Research Unit Tests

ML: Model performance evaluated on held-out data

Machine Learning / Prediction
blocker deterministic paper
Author: rdahis Version: 1 View on GitHub

What to Check

A predictive model evaluated exclusively on the data used to train it will always appear to perform well — this is overfitting, not generalization. Valid performance claims require evaluation on data the model has never seen: a held-out test set, k-fold cross-validation, or (for time series) rolling out-of-sample evaluation.

How to Check

  1. Locate the section reporting model performance (accuracy, AUC, RMSE, etc.).
  2. Identify how the evaluation set was constructed:
    • Random train/test split (acceptable): e.g., 80% train / 20% test, where test set is untouched during model selection.
    • k-fold cross-validation (acceptable): model trained and evaluated on k non-overlapping folds.
    • Time-series / walk-forward validation (required for temporal data): evaluation uses only past data to predict future observations.
    • Same data for training and evaluation (not acceptable): model fit to entire sample, performance reported on the same sample.
  3. Check whether hyperparameter tuning or model selection was done using the test set.

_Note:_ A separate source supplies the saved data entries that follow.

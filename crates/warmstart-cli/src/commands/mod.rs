//! Subcommand implementations.

pub mod bootstrap;
pub mod clean;
pub mod ledger;
pub mod manifest;
pub mod status;
pub mod sync;

use anyhow::Context;
use std::path::Path;
use warmstart::{Bootstrap, BootstrapConfig};

/// Load and validate the configuration file.
pub fn load_config(path: &Path) -> anyhow::Result<BootstrapConfig> {
    let absolute = std::path::absolute(path)
        .with_context(|| format!("Invalid configuration path {}", path.display()))?;
    BootstrapConfig::from_file(&absolute)
        .with_context(|| format!("Failed to load configuration {}", path.display()))
}

/// Load the configuration and open its bundle and ledger.
pub fn open(path: &Path) -> anyhow::Result<Bootstrap> {
    let config = load_config(path)?;
    let bundle = config.paths.bundle.clone();
    Bootstrap::from_config(config)
        .with_context(|| format!("Failed to open bundle {}", bundle.display()))
}
//! `warmstart status` — Show what a sync would do.

use std::path::Path;

pub fn execute(config: &Path) -> anyhow::Result<()> {
    let mut bootstrap = super::open(config)?;
    let variant = bootstrap.resolve_variant()?;
    let plan = bootstrap.plan(&variant)?;

    println!("Variant: {}", variant);
    if plan.is_current() {
        println!("Up to date ({} assets).", plan.assets().len());
        return Ok(());
    }

    for asset in plan.stale() {
        println!("  stale  {}", asset.path);
    }
    println!(
        "{} stale, {} current",
        plan.stale().count(),
        plan.current().count()
    );
    Ok(())
}
//! Bundle manifest (build.json)
//!
//! The manifest is a JSON object whose `assets` member maps every asset path
//! to a content fingerprint. The manifest is the single source of truth for
//! staleness checks. Every other member is build metadata which is handed to
//! the runtime untouched, so the whole document is retained.
//!
//! ```json
//! {
//!   "assets": {
//!     "app/main.bin": "9f86d081...",
//!     "cacert.pem": "60303ae2..."
//!   },
//!   "version": "1.4.0"
//! }
//! ```

use std::collections::BTreeMap;
use std::fs;
use std::io;
use std::path::Path;

use serde_json::{Map, Value};
use sha2::{Digest, Sha256};
use thiserror::Error;

use crate::bundle::{normalize_path, Bundle, BundleError};

/// Key of the asset mapping inside the manifest document.
pub const ASSETS_KEY: &str = "assets";

/// Errors that can occur while loading or generating a manifest
#[derive(Debug, Error)]
pub enum ManifestError {
    /// Manifest could not be read from the bundle
    #[error("Failed to read manifest: {0}")]
    Bundle(#[from] BundleError),

    /// JSON syntax error
    #[error("Failed to parse manifest: {0}")]
    Parse(#[from] serde_json::Error),

    /// Structurally valid JSON with invalid content
    #[error("Invalid manifest: {0}")]
    Invalid(String),

    /// IO error while generating a manifest
    #[error("IO error: {0}")]
    Io(#[from] io::Error),
}

/// Parsed bundle manifest.
#[derive(Debug, Clone, PartialEq)]
pub struct Manifest {
    assets: BTreeMap<String, String>,
    document: Value,
}

impl Manifest {
    /// Parse a manifest from JSON text.
    pub fn from_str(content: &str) -> Result<Self, ManifestError> {
        let document: Value = serde_json::from_str(content)?;
        Self::from_value(document)
    }

    /// Build a manifest from an already-parsed JSON document.
    pub fn from_value(document: Value) -> Result<Self, ManifestError> {
        let root = document
            .as_object()
            .ok_or_else(|| ManifestError::Invalid("manifest is not a JSON object".to_string()))?;
        let assets_json = root
            .get(ASSETS_KEY)
            .ok_or_else(|| ManifestError::Invalid(format!("missing `{}` object", ASSETS_KEY)))?
            .as_object()
            .ok_or_else(|| ManifestError::Invalid(format!("`{}` is not an object", ASSETS_KEY)))?;

        let mut assets = BTreeMap::new();
        for (path, fingerprint) in assets_json {
            validate_asset_path(path)?;
            let fingerprint = fingerprint.as_str().ok_or_else(|| {
                ManifestError::Invalid(format!("fingerprint of {} is not a string", path))
            })?;
            assets.insert(path.clone(), fingerprint.to_string());
        }

        Ok(Self { assets, document })
    }

    /// Load and parse the manifest at `path` inside a bundle.
    pub fn load<B: Bundle + ?Sized>(bundle: &B, path: &str) -> Result<Self, ManifestError> {
        let content = bundle.read_to_string(path)?;
        Self::from_str(&content)
    }

    /// Build a manifest from `(path, fingerprint)` pairs with no extra
    /// metadata.
    pub fn from_assets<I, P, F>(assets: I) -> Result<Self, ManifestError>
    where
        I: IntoIterator<Item = (P, F)>,
        P: Into<String>,
        F: Into<String>,
    {
        let map: Map<String, Value> = assets
            .into_iter()
            .map(|(p, f)| (p.into(), Value::String(f.into())))
            .collect();
        let mut root = Map::new();
        root.insert(ASSETS_KEY.to_string(), Value::Object(map));
        Self::from_value(Value::Object(root))
    }

    /// Generate a manifest for every file under `dir`, fingerprinted with
    /// SHA-256.
    ///
    /// `manifest_name` (relative to `dir`) is skipped so regenerating a
    /// manifest in place does not fingerprint itself. `extra` members are
    /// carried into the document as build metadata.
    pub fn generate(
        dir: &Path,
        manifest_name: &str,
        extra: Map<String, Value>,
    ) -> Result<Self, ManifestError> {
        let mut files = Vec::new();
        collect_files(dir, dir, &mut files)?;

        let mut assets = Map::new();
        for (relative, path) in files {
            if relative == manifest_name {
                continue;
            }
            assets.insert(relative, Value::String(fingerprint_file(&path)?));
        }

        let mut root = extra;
        root.insert(ASSETS_KEY.to_string(), Value::Object(assets));
        Self::from_value(Value::Object(root))
    }

    /// Current fingerprint of an asset.
    pub fn fingerprint(&self, path: &str) -> Option<&str> {
        self.assets.get(path).map(|s| s.as_str())
    }

    /// Check whether `path` names an asset.
    pub fn contains(&self, path: &str) -> bool {
        self.assets.contains_key(path)
    }

    /// All assets, sorted by path.
    pub fn assets(&self) -> &BTreeMap<String, String> {
        &self.assets
    }

    /// Number of assets.
    pub fn len(&self) -> usize {
        self.assets.len()
    }

    /// Check if the manifest declares no assets.
    pub fn is_empty(&self) -> bool {
        self.assets.is_empty()
    }

    /// The full manifest document, passed through to the runtime.
    pub fn metadata(&self) -> &Value {
        &self.document
    }

    /// Consume the manifest, keeping only the document.
    pub fn into_metadata(self) -> Value {
        self.document
    }

    /// Serialize the manifest document.
    pub fn to_json_pretty(&self) -> Result<String, ManifestError> {
        Ok(serde_json::to_string_pretty(&self.document)?)
    }
}

/// Asset paths must already be in normal form: relative, `/`-separated,
/// with no empty, `.` or `..` segments.
fn validate_asset_path(path: &str) -> Result<(), ManifestError> {
    match normalize_path(path) {
        Ok(normalized) if normalized == path => Ok(()),
        _ => Err(ManifestError::Invalid(format!("invalid asset path: {:?}", path))),
    }
}

/// SHA-256 of a file's contents, hex-encoded.
pub fn fingerprint_file(path: &Path) -> Result<String, ManifestError> {
    let mut file = fs::File::open(path)?;
    let mut hasher = Sha256::new();
    io::copy(&mut file, &mut hasher)?;
    Ok(hex::encode(hasher.finalize()))
}

/// SHA-256 of a byte slice, hex-encoded.
pub fn fingerprint_bytes(data: &[u8]) -> String {
    hex::encode(Sha256::digest(data))
}

fn collect_files(
    base: &Path,
    dir: &Path,
    out: &mut Vec<(String, std::path::PathBuf)>,
) -> io::Result<()> {
    let mut entries = fs::read_dir(dir)?.collect::<Result<Vec<_>, _>>()?;
    entries.sort_by_key(|e| e.file_name());

    for entry in entries {
        let path = entry.path();
        if path.is_dir() {
            collect_files(base, &path, out)?;
        } else {
            let relative = path
                .strip_prefix(base)
                .unwrap_or(&path)
                .to_string_lossy()
                .replace('\\', "/");
            out.push((relative, path));
        }
    }
    Ok(())
}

If tuning was done on the test set, the reported performance is optimistic (test-set leakage).
  4. For deep learning or large models: check for a separate validation set used for early stopping, distinct from the final test set.

Pass Condition

Performance metrics are reported on a held-out set that was not used during model training or hyperparameter selection. Cross-validation is explicitly described and correctly implemented.

Failure Examples

  1. In-sample reporting: Paper trains a random forest on the full dataset and reports R² = 0.92 on the same observations. No holdout described. Fails.
  2. Test-set leakage for selection: Paper tries 12 model specifications, reports the best-performing one evaluated on the test set. The test set was used implicitly to select the model — performance is inflated. Fails.
  3. Temporal leakage: Paper predicts GDP growth using features that include variables measured contemporaneously with the outcome. In walk-forward validation, future data should not appear in training. Fails.

References

  • Hastie, T., Tibshirani, R., & Friedman, J. (2009). The Elements of Statistical Learning (2nd ed.). Springer. Chapter 7: Model Assessment and Selection.
  • Kapoor, S., & Narayanan, A. (2023). Leakage and the reproducibility crisis in machine-learning-based science. Patterns, 4(9).